Segment Start: Extracted entries

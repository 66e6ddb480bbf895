//! External counter and gate lines.
//!
//! The counter is cleared by pulsing `reset`, counts oscillator edges while
//! `gate` is high, and exposes its low eight bits on a parallel bus.

use embedded_hal::blocking::delay::DelayUs;
use embedded_hal::digital::v2::{InputPin, OutputPin};

use crate::error::Error;

pub struct CounterGate<R, G, B, D> {
    reset: R,
    gate: G,
    bus: [B; 8],
    delay: D,
    reset_pulse_us: u32,
    settle_us: u32,
}

impl<R, G, B, D> CounterGate<R, G, B, D>
where
    R: OutputPin,
    G: OutputPin,
    B: InputPin,
    D: DelayUs<u32>,
{
    /// `bus[0]` is the least significant counter output.
    pub fn new(reset: R, gate: G, bus: [B; 8], delay: D, reset_pulse_us: u32, settle_us: u32) -> Self {
        CounterGate {
            reset,
            gate,
            bus,
            delay,
            reset_pulse_us,
            settle_us,
        }
    }

    pub fn reset_counter(&mut self) -> Result<(), Error> {
        self.reset.set_high().map_err(|_| Error::Gpio)?;
        self.delay.delay_us(self.reset_pulse_us);
        self.reset.set_low().map_err(|_| Error::Gpio)
    }

    /// Hold the gate open for `duration_us`, then close it and settle.
    pub fn open_gate_for(&mut self, duration_us: u32) -> Result<(), Error> {
        if duration_us == 0 {
            return Err(Error::InvalidDuration);
        }
        self.gate.set_high().map_err(|_| Error::Gpio)?;
        self.delay.delay_us(duration_us);
        self.gate.set_low().map_err(|_| Error::Gpio)?;
        self.delay.delay_us(self.settle_us);
        Ok(())
    }

    pub fn read_counter(&self) -> Result<u8, Error> {
        let mut value = 0u8;
        for (bit, line) in self.bus.iter().enumerate() {
            if line.is_high().map_err(|_| Error::Gpio)? {
                value |= 1 << bit;
            }
        }
        Ok(value)
    }
}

Segment End: Extracted entries

Make a copy of each line in the records that has the word "OutputPin".

### Exercise solution
use embedded_hal::digital::v2::{InputPin, OutputPin};
    R: OutputPin,
    G: OutputPin,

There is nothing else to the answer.